- Val McDermid
- Linda LaPlante
- Colin Dexter
- Minette Walters
- Nicci French
- Mark Billingham
- Ian Rankin
- RJ Ellory
- Barbara Vine
- Robert Crais
- Harlan Coben
- Linwood Barclay
- Michael Connelly
- George Pelecanos
- Carl Hiaasen
- Sarah Paretsky
- Patricia Cornwell
- Kathy Reichs
- Elmore Leonard
Having done my reading, I started to think through what I’d read. Everything involved a crime and some kind of investigation, but that still left a million possible variations. Was the protagonist a cop or not? Was the tale first person or third? One viewpoint or many? Was romance a significant element? What about humour? How about forensic science? Morality? Was the book elegantly written or potboilerish? Was it more thriller or more crossword-puzzle style mystery? How violent?
Because I’m built that way, I created a spreadsheet and analysed my results. The spreadsheet didn’t spit out a Formula For Writing Bestsellers – and I didn’t want it to. But the exercise did help me understand what I wanted to write, and the directions I thought the Well Known Figure would be well advised to travel in. As it happened, that ghostwriting assignment never happened (or not with me anyway), so I was left with a headful of ideas and no obvious outlet for them.
Though I hadn’t previously been a crime-buff, I couldn’t get these ideas out of my head. After all, the crime tale is just a format around which to tell a story. The genre doesn’t need to be limiting – or at least, no more limiting to the artist than the sonnet-form or the iambic pentameter. And in among the stuff I read, there were some really, really good books. Some of them were inspirational in fact.
The kind of book I realised I wanted to write needed a really strong central character. A character so vibrant, so intense and mysterious, that the books would be as much about her as about the crimes themselves. (Oh, and why her? Well, I’ll talk about that in a later post, but my detective was a woman from the very first.)

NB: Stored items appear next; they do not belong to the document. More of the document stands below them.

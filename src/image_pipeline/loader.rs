//! Chart image loading module
//!
//! Decodes an encoded image (PNG or any other enabled `image` format) into a
//! 16-bit RGBA [`SourceGrid`](crate::image_pipeline::grid::SourceGrid).

mod reader;
mod image_crate_reader;

pub use reader::ChartImageReader;
pub use image_crate_reader::ImageCrateReader;
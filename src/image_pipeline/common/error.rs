use thiserror::Error;

#[derive(Error, Debug)]
pub enum ScanError {
    #[error("Failed to read input file: {0}")]
    InputReadError(String),

    #[error("Failed to write output file: {0}")]
    OutputWriteError(String),

    #[error("Failed to decode chart image: {0}")]
    DecodeError(String),

    #[error("Failed to encode PNG image: {0}")]
    EncodeError(String),

    #[error("Invalid image dimensions: width={0}, height={1}")]
    InvalidDimensions(u32, u32),

    #[error("IO error: {0}")]
    IoError(#[from] std::io::Error),
}

pub type Result<T> = std::result::Result<T, ScanError>;
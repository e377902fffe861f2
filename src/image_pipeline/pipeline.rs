use std::fmt;
use std::path::Path;
use tracing::{info, instrument};

use crate::image_pipeline::{
    common::error::{Result, ScanError},
    config::{OutputPaths, ScanConfig},
    count::count_by_color,
    grid::{FilterGrid, SourceGrid},
    loader::{ChartImageReader, ImageCrateReader},
    png::{FilterWriter, StandardPngWriter},
    scan::{FilterSet, classify_columns},
    volume::VolumeEstimate,
};

/// Pixel counts and volume estimate for one chart image.
#[derive(Debug, Clone, PartialEq)]
pub struct ScanReport {
    pub width: u32,
    pub height: u32,
    /// Red reference pixels in the red filter
    pub red_pixels: usize,
    /// Blue reference pixels in the red/blue filter
    pub blue_pixels: usize,
    /// Pixels above the excluded bottom rows
    pub total_pixels: u64,
    pub estimate: VolumeEstimate,
}

impl fmt::Display for ScanReport {
    fn fmt(&self, f: &mut fmt::Formatter<'_>) -> fmt::Result {
        writeln!(f, "{} {}", self.width, self.height)?;
        writeln!(f, "{} / {}", self.red_pixels, self.total_pixels)?;
        writeln!(f, "Total volume red {} M", self.estimate.red_millions())?;
        writeln!(f, "Total volume blue {} M", self.estimate.blue_millions())
    }
}

/// Result of scanning in memory, before anything is written.
#[derive(Debug, Clone)]
pub struct ScanOutcome {
    pub filters: FilterSet,
    pub report: ScanReport,
}

pub struct VolumeScanPipeline<R: ChartImageReader, W: FilterWriter> {
    reader: R,
    writer: W,
    config: ScanConfig,
}

impl VolumeScanPipeline<ImageCrateReader, StandardPngWriter> {
    pub fn new(config: ScanConfig) -> Self {
        Self {
            reader: ImageCrateReader,
            writer: StandardPngWriter,
            config,
        }
    }
}

impl<R: ChartImageReader, W: FilterWriter> VolumeScanPipeline<R, W> {
    pub fn with_custom(reader: R, writer: W, config: ScanConfig) -> Self {
        Self {
            reader,
            writer,
            config,
        }
    }

    fn validate_dimensions(&self, width: u32, height: u32) -> Result<()> {
        if !self.config.validate_dimensions {
            return Ok(());
        }

        if width == 0 || height == 0 {
            return Err(ScanError::InvalidDimensions(width, height));
        }

        Ok(())
    }

    /// Decodes, classifies and counts `input_data` without touching disk.
    #[instrument(skip(self, input_data), fields(input_size = input_data.len()))]
    pub fn scan(&self, input_data: &[u8]) -> Result<ScanOutcome> {
        let source = {
            let _span = tracing::info_span!("decode_image").entered();
            self.reader.read_image(input_data)?
        };

        {
            let _span = tracing::info_span!("validate_dimensions",
                width = source.width(),
                height = source.height()
            ).entered();
            self.validate_dimensions(source.width(), source.height())?;
        }

        Ok(self.scan_grid(&source))
    }

    pub fn scan_grid(&self, source: &SourceGrid) -> ScanOutcome {
        let filters = {
            let _span = tracing::info_span!("classify_columns").entered();
            classify_columns(
                source,
                &self.config.red,
                &self.config.blue,
                self.config.bottom_offset_px,
            )
        };

        let (red_pixels, blue_pixels) = {
            let _span = tracing::info_span!("count_pixels").entered();
            (
                count_by_color(&filters.red, &self.config.red.color),
                count_by_color(&filters.red_blue, &self.config.blue.color),
            )
        };

        let width = source.width();
        let height = source.height();
        let scanned_rows = height.saturating_sub(self.config.bottom_offset_px);

        let report = ScanReport {
            width,
            height,
            red_pixels,
            blue_pixels,
            total_pixels: width as u64 * scanned_rows as u64,
            estimate: self.config.volume.estimate(width, height, red_pixels, blue_pixels),
        };

        info!(
            width,
            height,
            red_pixels,
            blue_pixels,
            "Classification complete"
        );

        ScanOutcome { filters, report }
    }

    /// Writes the filters in order; a failure leaves earlier files in place.
    pub fn write_filters(&self, filters: &FilterSet, outputs: &OutputPaths) -> Result<()> {
        let grids: [&FilterGrid; 4] = [
            &filters.red,
            &filters.not_red,
            &filters.red_blue,
            &filters.not_red_blue,
        ];

        for ((name, path), grid) in outputs.named().into_iter().zip(grids) {
            let _span = tracing::info_span!("encode_png", filter = name).entered();
            self.write_filter(grid, path)?;
        }

        Ok(())
    }

    fn write_filter(&self, grid: &FilterGrid, path: &Path) -> Result<()> {
        let mut output_file = std::fs::File::create(path).map_err(|e| {
            ScanError::OutputWriteError(format!("{}: {}", path.display(), e))
        })?;

        self.writer.write_png(grid, &mut output_file)?;

        info!(output = %path.display(), "Filter written");
        Ok(())
    }

    /// Scans the configured input file and writes all four filters.
    #[instrument(skip(self))]
    pub fn run(&self) -> Result<ScanReport> {
        let input_path = self.config.input_path.as_path();

        info!(input = %input_path.display(), "Scanning chart image");

        let input_data = {
            let _span = tracing::info_span!("read_input_file").entered();
            std::fs::read(input_path).map_err(|e| {
                ScanError::InputReadError(format!("{}: {}", input_path.display(), e))
            })?
        };

        let outcome = self.scan(&input_data)?;
        self.write_filters(&outcome.filters, &self.config.outputs)?;

        Ok(outcome.report)
    }

    pub fn config(&self) -> &ScanConfig {
        &self.config
    }
}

Other questions soon answered themselves too:
- I wanted to avoid a crude moral approach, where every killer must be a sick bastard and where cops spend their time telling each other ‘Let’s put the sick bastard away.’
- I wanted my novels to be dark, but for that darkness to come from mood and tone, not a splatter of gore.
- I wanted my books to have a warm human heart: I wanted my central character to have some sustained, close, loving relationships – not merely be the compulsory heavy drinking loner.
- Oh, and I also decided that my detective would kick against the stereotypes. Instead of being a middle-aged, male, single, boozer, I’d have her young, female, keen to enter a relationship and a non-smoking teetotaller.
- I wanted my book to have a strong sense of place and to say something about the wider society.
- I wanted my book to be a proper crime novel: fully inhabiting its genre, unafraid to participate fully in its rules and conventions.
And I think, in a way, my experience answers that age-old question: do you write for the market or do you write the book you’re passionate about? And the answer is: Both! You have to do both! If you aren’t passionate, you’ll write a rubbish book. If you don’t have a feel for contemporary writers in your area, you’ll be missing the argument. Oh - and now that I've started reading crime again, I haven't stopped. It's where the juice is!